Bloomberg: Embattled Theranos CEO continues to beat the 'transparency' drum

Behind a full-on public relations initiative, Theranos' embattled wunderkind CEO Elizabeth Holmes continued to beat the transparency drum in an article in Bloomberg Businessweek published this week amid the fallout from a Wall Street Journal article earlier this fall that was highly critical of the company.

In the Bloomberg story, which was an overview of the company's situation and response to mounting criticism over its testing technology that has followed the WSJ article calling the Theranos business model and testing devices into question, Holmes continued to reiterate a pledge she began making early last month that the company promises to boost transparency and would publish data that would validate the accuracy of its tests.

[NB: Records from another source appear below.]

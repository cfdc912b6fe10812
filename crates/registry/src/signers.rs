// Path: crates/registry/src/signers.rs
//! The expected-signer registry and completion statistics (C6, spec §4.6).

use ackify_ledger::LedgerStore;
use ackify_types::domain::document::{CompletionStats, ExpectedSigner, NewExpectedSigner};
use ackify_types::error::CoreError;
use async_trait::async_trait;
use sqlx::PgPool;
use std::collections::HashSet;
use std::sync::Arc;

#[async_trait]
pub trait SignerRegistry: Send + Sync {
    /// `add(doc_id, email, name?, notes?, added_by)` — unique on
    /// `(doc_id, email)`; re-adding an existing pair is an update, not an
    /// error, matching the registry's "pre-declared list" framing rather
    /// than the ledger's strict uniqueness invariant.
    async fn add(
        &self,
        doc_id: &str,
        new: NewExpectedSigner,
        added_by: &str,
    ) -> Result<ExpectedSigner, CoreError>;

    async fn remove(&self, doc_id: &str, email: &str) -> Result<(), CoreError>;

    async fn list(&self, doc_id: &str) -> Result<Vec<ExpectedSigner>, CoreError>;

    /// `completion_stats(doc_id)` — spec §4.6: joins the registry with the
    /// ledger on `(doc_id, lowercased user_email)`.
    async fn completion_stats(&self, doc_id: &str) -> Result<CompletionStats, CoreError>;
}

pub struct PgSignerRegistry {
    pool: PgPool,
    ledger: Arc<dyn LedgerStore>,
}

impl PgSignerRegistry {
    pub fn new(pool: PgPool, ledger: Arc<dyn LedgerStore>) -> Self {
        Self { pool, ledger }
    }
}

#[async_trait]
impl SignerRegistry for PgSignerRegistry {
    async fn add(
        &self,
        doc_id: &str,
        new: NewExpectedSigner,
        added_by: &str,
    ) -> Result<ExpectedSigner, CoreError> {
        let email = new.email.to_ascii_lowercase();
        let signer = sqlx::query_as::<_, ExpectedSigner>(
            "INSERT INTO expected_signers (doc_id, email, name, added_by, notes) \
             VALUES ($1, $2, $3, $4, $5) \
             ON CONFLICT (doc_id, email) DO UPDATE SET \
               name = EXCLUDED.name, notes = EXCLUDED.notes, added_by = EXCLUDED.added_by \
             RETURNING doc_id, email, name, added_at, added_by, notes",
        )
        .bind(doc_id)
        .bind(&email)
        .bind(&new.name)
        .bind(added_by)
        .bind(&new.notes)
        .fetch_one(&self.pool)
        .await?;
        Ok(signer)
    }

    async fn remove(&self, doc_id: &str, email: &str) -> Result<(), CoreError> {
        sqlx::query("DELETE FROM expected_signers WHERE doc_id = $1 AND email = $2")
            .bind(doc_id)
            .bind(email.to_ascii_lowercase())
            .execute(&self.pool)
            .await?;
        Ok(())
    }

    async fn list(&self, doc_id: &str) -> Result<Vec<ExpectedSigner>, CoreError> {
        let rows = sqlx::query_as::<_, ExpectedSigner>(
            "SELECT doc_id, email, name, added_at, added_by, notes \
             FROM expected_signers WHERE doc_id = $1 ORDER BY added_at ASC",
        )
        .bind(doc_id)
        .fetch_all(&self.pool)
        .await?;
        Ok(rows)
    }

    async fn completion_stats(&self, doc_id: &str) -> Result<CompletionStats, CoreError> {
        let expected_signers = self.list(doc_id).await?;
        let attestations = self.ledger.list_for_doc(doc_id).await?;

        let signed_emails: HashSet<String> = attestations
            .into_iter()
            .map(|a| a.user_email.to_ascii_lowercase())
            .collect();

        let expected = expected_signers.len() as i64;
        let signed = expected_signers
            .iter()
            .filter(|s| signed_emails.contains(&s.email.to_ascii_lowercase()))
            .count() as i64;

        Ok(CompletionStats::compute(expected, signed))
    }
}
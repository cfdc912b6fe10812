// Path: crates/types/src/domain/attestation.rs
//! The `Attestation`: the unit of the ledger (spec §3).

use chrono::{DateTime, Utc};
use serde::{Deserialize, Serialize};

/// The sentinel `prev_hash` carried by the first attestation of a chain.
pub const GENESIS: &str = "GENESIS";

/// A single signed, ledger-persisted record that a user acknowledged a
/// document. Created by the signing engine (C3), never updated or deleted.
#[derive(Debug, Clone, PartialEq, Eq, Serialize, Deserialize, sqlx::FromRow)]
pub struct Attestation {
    /// Monotonically assigned sequence number, storage-assigned.
    pub id: i64,
    pub doc_id: String,
    /// Stable subject identifier issued by the identity provider.
    pub user_sub: String,
    pub user_email: String,
    pub user_name: Option<String>,
    /// Instant the attestation was accepted, truncated to millisecond
    /// precision per the canonical payload's RFC-3339 formatting (§4.1).
    pub signed_at: DateTime<Utc>,
    /// Hex digest (SHA-256) of the canonical payload string.
    pub payload_hash: String,
    /// Base64 of the Ed25519 signature over the canonical payload bytes.
    pub signature: String,
    /// Lowercase hex of 16 random bytes, unique per attestation.
    pub nonce: String,
    /// Hex digest of the predecessor's `payload_hash`, or [`GENESIS`].
    pub prev_hash: String,
    pub referer: Option<String>,
    /// Storage-assigned wall clock; immutable after INSERT (I2).
    pub created_at: DateTime<Utc>,
}

/// The fields needed to compute and append a new attestation, before the
/// storage layer assigns `id`/`created_at`.
#[derive(Debug, Clone)]
pub struct NewAttestation {
    pub doc_id: String,
    pub user_sub: String,
    pub user_email: String,
    pub user_name: Option<String>,
    pub signed_at: DateTime<Utc>,
    pub payload_hash: String,
    pub signature: String,
    pub nonce: String,
    pub prev_hash: String,
    pub referer: Option<String>,
}

/// Result of `GET /signatures?doc_id=` (§4.3 "Status query").
#[derive(Debug, Clone, Copy, Serialize, Deserialize)]
pub struct SignStatus {
    pub is_signed: bool,
    pub signed_at: Option<DateTime<Utc>>,
}

/// An `Attestation` joined with the soft-delete state of its document, per
/// SPEC_FULL.md §C's resolution of the `list_for_user` open question.
#[derive(Debug, Clone, Serialize, Deserialize)]
pub struct AttestationWithDocState {
    #[serde(flatten)]
    pub attestation: Attestation,
    pub doc_deleted_at: Option<DateTime<Utc>>,
}

/// Outcome of the offline chain-integrity verifier (§4.6).
#[derive(Debug, Clone, Default, Serialize, Deserialize)]
pub struct ChainVerification {
    pub total: usize,
    pub valid: usize,
    pub invalid: usize,
    pub errors: Vec<String>,
}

In the meantime, the FDA's push to regulate the molecular diagnostics industry as a whole continued to gain momentum with a report it presented to Congress two weeks ago.

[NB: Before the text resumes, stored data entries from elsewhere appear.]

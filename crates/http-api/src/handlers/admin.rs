// Path: crates/http-api/src/handlers/admin.rs
//! `/admin/documents/{doc_id}/*` (spec §6): the expected-signer roster and
//! reminder dispatch. Every route here requires [`AdminUser`].

use crate::error::{ok, ApiError};
use crate::session::AdminUser;
use crate::state::AppState;
use ackify_types::domain::email::NewEmailJob;
use ackify_types::domain::document::NewExpectedSigner;
use ackify_types::error::CoreError;
use axum::extract::{Path, State};
use axum::Json;
use serde::Deserialize;
use serde_json::Value;

#[derive(Debug, Deserialize)]
pub struct AddSignerRequest {
    pub email: String,
    pub name: Option<String>,
    pub notes: Option<String>,
}

fn valid_email(email: &str) -> bool {
    let email = email.trim();
    !email.is_empty() && email.contains('@') && !email.starts_with('@') && !email.ends_with('@')
}

/// `POST /admin/documents/{doc_id}/signers`.
pub async fn add_signer(
    State(state): State<AppState>,
    AdminUser(admin): AdminUser,
    Path(doc_id): Path<String>,
    Json(body): Json<AddSignerRequest>,
) -> Result<Json<Value>, ApiError> {
    if !valid_email(&body.email) {
        return Err(CoreError::Validation("email is not well-formed".into()).into());
    }
    state.documents.get_including_deleted(&doc_id).await?;

    let signer = state
        .signers
        .add(
            &doc_id,
            NewExpectedSigner {
                email: body.email,
                name: body.name,
                notes: body.notes,
            },
            &admin.email,
        )
        .await?;
    Ok(ok(signer))
}

/// `DELETE /admin/documents/{doc_id}/signers/{email}`.
pub async fn remove_signer(
    State(state): State<AppState>,
    AdminUser(_admin): AdminUser,
    Path((doc_id, email)): Path<(String, String)>,
) -> Result<axum::http::StatusCode, ApiError> {
    state.signers.remove(&doc_id, &email).await?;
    Ok(axum::http::StatusCode::NO_CONTENT)
}

#[derive(Debug, Deserialize)]
pub struct ReminderRequest {
    /// Explicit recipient list; when absent, every expected signer who
    /// hasn't yet signed is reminded (SPEC_FULL.md §C "Reminder fan-out
    /// default").
    pub emails: Option<Vec<String>>,
    #[serde(default = "default_locale")]
    pub locale: String,
}

fn default_locale() -> String {
    "en".to_string()
}

/// `POST /admin/documents/{doc_id}/reminders`: enqueues one `reminder`
/// template job per recipient and returns the number enqueued. Requires
/// SMTP to be configured (§6); otherwise fails `TRANSIENT`.
pub async fn send_reminders(
    State(state): State<AppState>,
    AdminUser(admin): AdminUser,
    Path(doc_id): Path<String>,
    Json(body): Json<ReminderRequest>,
) -> Result<Json<Value>, ApiError> {
    let Some(queue) = state.email_queue.as_ref() else {
        return Err(CoreError::Transient("email dispatch is not configured".into()).into());
    };

    let document = state.documents.get_including_deleted(&doc_id).await?;

    let recipients = match body.emails {
        Some(emails) => emails,
        None => {
            let signers = state.signers.list(&doc_id).await?;
            let attestations = state.ledger.list_for_doc(&doc_id).await?;
            let signed: std::collections::HashSet<String> = attestations
                .into_iter()
                .map(|a| a.user_email.to_ascii_lowercase())
                .collect();
            signers
                .into_iter()
                .filter(|s| !signed.contains(&s.email.to_ascii_lowercase()))
                .map(|s| s.email)
                .collect()
        }
    };

    let mut enqueued = 0u32;
    for email in recipients {
        if !valid_email(&email) {
            continue;
        }
        let job = NewEmailJob {
            to_addrs: vec![email],
            subject: format!("Reminder: please review {}", document.document.title),
            template: "reminder".to_string(),
            locale: body.locale.clone(),
            data: serde_json::json!({
                "doc_id": doc_id,
                "title": document.document.title,
                "url": document.document.url,
            }),
            reference_type: Some("reminder".to_string()),
            reference_id: Some(doc_id.clone()),
            created_by: Some(admin.email.clone()),
            ..Default::default()
        };
        queue.enqueue(job).await?;
        enqueued += 1;
    }

    Ok(ok(serde_json::json!({ "enqueued": enqueued })))
}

She told the publication that a group of independent medical experts will spend two days in the company's labs this month to examine the technology, data, and regulatory filings, after which they will be allowed to talk publicly about their findings. Holmes also said the Cleveland Clinic will run a study comparing Theranos' results with traditional blood draws and will publish their findings.

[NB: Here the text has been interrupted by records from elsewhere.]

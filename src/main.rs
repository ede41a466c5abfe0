//! jsonfetch CLI entry point.

use std::io::Write;
use std::process::ExitCode;

use jsonfetch::client::ReqwestClient;
use jsonfetch::fetcher::Fetcher;
use jsonfetch::ArgumentList;
use tracing_subscriber::{fmt, prelude::*, EnvFilter};

/// Initialize the tracing subscriber for logging.
///
/// Logs go to stderr so stdout carries only the report lines. The level
/// comes from `RUST_LOG` when set and defaults to WARN.
fn init_tracing() {
    let filter =
        EnvFilter::try_from_default_env().unwrap_or_else(|_| EnvFilter::new("jsonfetch=warn"));

    tracing_subscriber::registry()
        .with(fmt::layer().with_target(false).with_writer(std::io::stderr))
        .with(filter)
        .init();
}

fn main() -> ExitCode {
    init_tracing();

    let client = match ReqwestClient::new() {
        Ok(client) => client,
        Err(e) => {
            tracing::error!(error = %e, "HTTP client unavailable");
            let mut stdout = std::io::stdout();
            let _ = writeln!(stdout, "Error initializing HTTP client: {}", e);
            let _ = stdout.flush();
            return ExitCode::from(e.exit_code());
        }
    };

    let args = ArgumentList::from_env();
    let fetcher = Fetcher::new(client);

    match fetcher.run(&args, &mut std::io::stdout().lock()) {
        Ok(status) => ExitCode::from(status.code()),
        Err(e) => {
            tracing::error!(error = %e, "failed to write output");
            ExitCode::from(e.exit_code())
        }
    }
}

Additionally, the company is putting together a medical advisory board that will bring more scientific and regulatory expertise, as well as preparing "manuscripts" containing Theranos' testing data previously submitted to the FDA. That information, she told Bloomberg, will be published in a medical journal. Which journal and when it might be published, however, she wouldn't say.

"What we need to do now is focus on the technology and focus on the science and the data and put that out there," she told Bloomberg. "Because that speaks for itself."

The WSJ exposé targeted Therano's proprietary testing technology. One story showed that the Palo Alto, CA-based company's lab device only handled a small fraction of its tests by the end of 2014. Another article said that Theranos stopped collecting tiny vials of blood drawn from finger pricks for all but one of its more than 200 tests after the FDA paid a surprise visit in August and September.

Holmes was asked by Bloomberg if the company is currently running any patient samples on its own analyzers versus those devices made by other manufacturers. Her reply, "We can run them on our analyzer, but it depends on the test order."